ASSIGNMENT :: Repeat each of these records exactly.
───── MATERIAL FOR THE TASK
use chrono::{DateTime, Utc};
use clap::{Parser, Subcommand, ValueEnum};
use colored::Colorize;
use eyre::{Context, Result, eyre};
use kartstore::config::{BackendConfig, default_config_path, default_data_dir};
use kartstore::{Config, Criteria, Snapshot, SortOrder, Store, TypedRecord, reset_sample_data, seed_sample_data};
use serde::Serialize;
use serde_json::{Map, Value};
use std::fs;
use std::path::PathBuf;

#[derive(Parser)]
#[command(name = "kartstore")]
#[command(about = "kartstore CLI - inspect and maintain a CloudKart record store")]
#[command(version)]
struct Cli {
    /// Config file (default: <config dir>/kartstore/config.yml)
    #[arg(short, long)]
    config: Option<PathBuf>,

    /// Use this backend instead of the configured one
    #[arg(long, value_enum)]
    backend: Option<BackendKind>,

    /// Database file (sqlite) or directory (file) for --backend
    #[arg(short, long, requires = "backend")]
    path: Option<PathBuf>,

    #[command(subcommand)]
    command: Commands,
}

#[derive(Clone, Copy, ValueEnum)]
enum BackendKind {
    Sqlite,
    File,
}

#[derive(Subcommand)]
enum Commands {
    /// Record count and last update of every table
    Stats,

    /// Print one page of a table
    List {
        table: String,
        #[arg(long, default_value_t = 1)]
        page: usize,
        #[arg(long, default_value_t = 10)]
        limit: usize,
    },

    /// Print one record
    Get { table: String, id: String },

    /// Case-insensitive substring search
    Search {
        table: String,
        query: String,
        /// Restrict the search to this field (repeatable)
        #[arg(short, long = "field")]
        fields: Vec<String>,
    },

    /// Records matching every FIELD=VALUE; VALUE is JSON, a JSON array means "any of"
    Filter {
        table: String,
        #[arg(value_name = "FIELD=VALUE", required = true)]
        conditions: Vec<String>,
    },

    /// Print a table ordered by one field
    Sort {
        table: String,
        field: String,
        #[arg(long, default_value = "asc")]
        order: SortOrder,
    },

    /// Decode every record against its table's schema and report mismatches
    Check,

    /// Seed sample products and categories into empty tables
    Seed,

    /// Write every table as one JSON document
    Export {
        /// Output file (default: stdout)
        #[arg(short, long)]
        output: Option<PathBuf>,
    },

    /// Replace tables from a JSON document written by export
    Import { file: PathBuf },

    /// Remove all records from every table
    Clear {
        /// Seed the sample catalog again afterwards
        #[arg(long)]
        seed: bool,
    },
}

fn main() -> Result<()> {
    // Logs go to stderr so JSON output stays clean
    tracing_subscriber::fmt().with_writer(std::io::stderr).init();

    let cli = Cli::parse();

    let config_path = cli.config.clone().unwrap_or_else(default_config_path);
    let mut config = Config::load(&config_path).context("Failed to load config")?;
    if let Some(kind) = cli.backend {
        config.backend = backend_override(kind, cli.path.clone());
    }

    let mut store = Store::open(&config).context("Failed to open store")?;

    match cli.command {
        Commands::Stats => {
            println!("{} {} (v{})", "Store".bold(), store.name().cyan(), store.version());
            for (table, stats) in store.stats()? {
                let last = stats
                    .last_updated
                    .and_then(DateTime::<Utc>::from_timestamp_millis)
                    .map(|ts| kartstore::record::format_timestamp(&ts))
                    .unwrap_or_else(|| "-".to_string());
                println!("  {:<12} {:>6}  {}", table.green(), stats.count, last.dimmed());
            }
        }
        Commands::List { table, page, limit } => {
            let page = store.paginate(&table, page, limit)?;
            print_json(&page)?;
        }
        Commands::Get { table, id } => {
            let record = store.require(&table, &id)?;
            print_json(&record)?;
        }
        Commands::Search { table, query, fields } => {
            let records = store.search(&table, &query, fields.as_slice())?;
            print_json(&records)?;
        }
        Commands::Filter { table, conditions } => {
            let criteria = parse_criteria(&conditions)?;
            let records = store.filter(&table, &criteria)?;
            print_json(&records)?;
        }
        Commands::Sort { table, field, order } => {
            let records = store.sort(&table, &field, order)?;
            print_json(&records)?;
        }
        Commands::Check => {
            let mut failures = 0;
            for table in store.tables() {
                for record in store.read(table)? {
                    if let Err(e) = TypedRecord::from_record(table, &record) {
                        failures += 1;
                        println!("{} {}/{}: {}", "invalid".red(), table, record.id, e);
                    }
                }
            }
            if failures == 0 {
                println!("{}", "All records match their schemas".green());
            } else {
                return Err(eyre!("{} records do not match their schemas", failures));
            }
        }
        Commands::Seed => {
            let created = seed_sample_data(&mut store)?;
            println!("Seeded {} records", created);
        }
        Commands::Export { output } => {
            let data = store.export_data()?;
            let json = serde_json::to_string_pretty(&data)?;
            match output {
                Some(path) => {
                    fs::write(&path, json).with_context(|| format!("Failed to write {}", path.display()))?;
                    println!("Exported {} tables to {}", data.len(), path.display());
                }
                None => println!("{}", json),
            }
        }
        Commands::Import { file } => {
            let contents = fs::read_to_string(&file).with_context(|| format!("Failed to read {}", file.display()))?;
            let data: Snapshot = serde_json::from_str(&contents).context("Import file is not a store export")?;
            let written = store.import_data(data)?;
            println!("Imported {} tables", written);
        }
        Commands::Clear { seed } => {
            if seed {
                let created = reset_sample_data(&mut store)?;
                println!("{} (seeded {} records)", "All tables cleared".yellow(), created);
            } else {
                store.clear_all()?;
                println!("{}", "All tables cleared".yellow());
            }
        }
    }

    Ok(())
}

fn backend_override(kind: BackendKind, path: Option<PathBuf>) -> BackendConfig {
    match kind {
        BackendKind::Sqlite => BackendConfig::Sqlite {
            path: path.unwrap_or_else(|| default_data_dir().join("kartstore.db")),
        },
        BackendKind::File => BackendConfig::File {
            dir: path.unwrap_or_else(|| default_data_dir().join("tables")),
        },
    }
}

fn parse_criteria(conditions: &[String]) -> Result<Criteria> {
    let mut map = Map::new();
    for condition in conditions {
        let (field, raw) = condition
            .split_once('=')
            .ok_or_else(|| eyre!("Expected FIELD=VALUE, got {:?}", condition))?;
        let value = serde_json::from_str(raw).unwrap_or_else(|_| Value::String(raw.to_string()));
        map.insert(field.to_string(), value);
    }
    Ok(Criteria::from(map))
}

fn print_json<T: Serialize>(value: &T) -> Result<()> {
    println!("{}", serde_json::to_string_pretty(value)?);
    Ok(())
}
──────────
TASK ANSWER ::
use chrono::{DateTime, Utc};
use clap::{Parser, Subcommand, ValueEnum};
use colored::Colorize;
use eyre::{Context, Result, eyre};
use kartstore::config::{BackendConfig, default_config_path, default_data_dir};
use kartstore::{Config, Criteria, Snapshot, SortOrder, Store, TypedRecord, reset_sample_data, seed_sample_data};
use serde::Serialize;
use serde_json::{Map, Value};
use std::fs;
use std::path::PathBuf;

#[derive(Parser)]
#[command(name = "kartstore")]
#[command(about = "kartstore CLI - inspect and maintain a CloudKart record store")]
#[command(version)]
struct Cli {
    /// Config file (default: <config dir>/kartstore/config.yml)
    #[arg(short, long)]
    config: Option<PathBuf>,

    /// Use this backend instead of the configured one
    #[arg(long, value_enum)]
    backend: Option<BackendKind>,

    /// Database file (sqlite) or directory (file) for --backend
    #[arg(short, long, requires = "backend")]
    path: Option<PathBuf>,

    #[command(subcommand)]
    command: Commands,
}

#[derive(Clone, Copy, ValueEnum)]
enum BackendKind {
    Sqlite,
    File,
}

#[derive(Subcommand)]
enum Commands {
    /// Record count and last update of every table
    Stats,

    /// Print one page of a table
    List {
        table: String,
        #[arg(long, default_value_t = 1)]
        page: usize,
        #[arg(long, default_value_t = 10)]
        limit: usize,
    },

    /// Print one record
    Get { table: String, id: String },

    /// Case-insensitive substring search
    Search {
        table: String,
        query: String,
        /// Restrict the search to this field (repeatable)
        #[arg(short, long = "field")]
        fields: Vec<String>,
    },

    /// Records matching every FIELD=VALUE; VALUE is JSON, a JSON array means "any of"
    Filter {
        table: String,
        #[arg(value_name = "FIELD=VALUE", required = true)]
        conditions: Vec<String>,
    },

    /// Print a table ordered by one field
    Sort {
        table: String,
        field: String,
        #[arg(long, default_value = "asc")]
        order: SortOrder,
    },

    /// Decode every record against its table's schema and report mismatches
    Check,

    /// Seed sample products and categories into empty tables
    Seed,

    /// Write every table as one JSON document
    Export {
        /// Output file (default: stdout)
        #[arg(short, long)]
        output: Option<PathBuf>,
    },

    /// Replace tables from a JSON document written by export
    Import { file: PathBuf },

    /// Remove all records from every table
    Clear {
        /// Seed the sample catalog again afterwards
        #[arg(long)]
        seed: bool,
    },
}

fn main() -> Result<()> {
    // Logs go to stderr so JSON output stays clean
    tracing_subscriber::fmt().with_writer(std::io::stderr).init();

    let cli = Cli::parse();

    let config_path = cli.config.clone().unwrap_or_else(default_config_path);
    let mut config = Config::load(&config_path).context("Failed to load config")?;
    if let Some(kind) = cli.backend {
        config.backend = backend_override(kind, cli.path.clone());
    }

    let mut store = Store::open(&config).context("Failed to open store")?;

    match cli.command {
        Commands::Stats => {
            println!("{} {} (v{})", "Store".bold(), store.name().cyan(), store.version());
            for (table, stats) in store.stats()? {
                let last = stats
                    .last_updated
                    .and_then(DateTime::<Utc>::from_timestamp_millis)
                    .map(|ts| kartstore::record::format_timestamp(&ts))
                    .unwrap_or_else(|| "-".to_string());
                println!("  {:<12} {:>6}  {}", table.green(), stats.count, last.dimmed());
            }
        }
        Commands::List { table, page, limit } => {
            let page = store.paginate(&table, page, limit)?;
            print_json(&page)?;
        }
        Commands::Get { table, id } => {
            let record = store.require(&table, &id)?;
            print_json(&record)?;
        }
        Commands::Search { table, query, fields } => {
            let records = store.search(&table, &query, fields.as_slice())?;
            print_json(&records)?;
        }
        Commands::Filter { table, conditions } => {
            let criteria = parse_criteria(&conditions)?;
            let records = store.filter(&table, &criteria)?;
            print_json(&records)?;
        }
        Commands::Sort { table, field, order } => {
            let records = store.sort(&table, &field, order)?;
            print_json(&records)?;
        }
        Commands::Check => {
            let mut failures = 0;
            for table in store.tables() {
                for record in store.read(table)? {
                    if let Err(e) = TypedRecord::from_record(table, &record) {
                        failures += 1;
                        println!("{} {}/{}: {}", "invalid".red(), table, record.id, e);
                    }
                }
            }
            if failures == 0 {
                println!("{}", "All records match their schemas".green());
            } else {
                return Err(eyre!("{} records do not match their schemas", failures));
            }
        }
        Commands::Seed => {
            let created = seed_sample_data(&mut store)?;
            println!("Seeded {} records", created);
        }
        Commands::Export { output } => {
            let data = store.export_data()?;
            let json = serde_json::to_string_pretty(&data)?;
            match output {
                Some(path) => {
                    fs::write(&path, json).with_context(|| format!("Failed to write {}", path.display()))?;
                    println!("Exported {} tables to {}", data.len(), path.display());
                }
                None => println!("{}", json),
            }
        }
        Commands::Import { file } => {
            let contents = fs::read_to_string(&file).with_context(|| format!("Failed to read {}", file.display()))?;
            let data: Snapshot = serde_json::from_str(&contents).context("Import file is not a store export")?;
            let written = store.import_data(data)?;
            println!("Imported {} tables", written);
        }
        Commands::Clear { seed } => {
            if seed {
                let created = reset_sample_data(&mut store)?;
                println!("{} (seeded {} records)", "All tables cleared".yellow(), created);
            } else {
                store.clear_all()?;
                println!("{}", "All tables cleared".yellow());
            }
        }
    }

    Ok(())
}

fn backend_override(kind: BackendKind, path: Option<PathBuf>) -> BackendConfig {
    match kind {
        BackendKind::Sqlite => BackendConfig::Sqlite {
            path: path.unwrap_or_else(|| default_data_dir().join("kartstore.db")),
        },
        BackendKind::File => BackendConfig::File {
            dir: path.unwrap_or_else(|| default_data_dir().join("tables")),
        },
    }
}

fn parse_criteria(conditions: &[String]) -> Result<Criteria> {
    let mut map = Map::new();
    for condition in conditions {
        let (field, raw) = condition
            .split_once('=')
            .ok_or_else(|| eyre!("Expected FIELD=VALUE, got {:?}", condition))?;
        let value = serde_json::from_str(raw).unwrap_or_else(|_| Value::String(raw.to_string()));
        map.insert(field.to_string(), value);
    }
    Ok(Criteria::from(map))
}

fn print_json<T: Serialize>(value: &T) -> Result<()> {
    println!("{}", serde_json::to_string_pretty(value)?);
    Ok(())
}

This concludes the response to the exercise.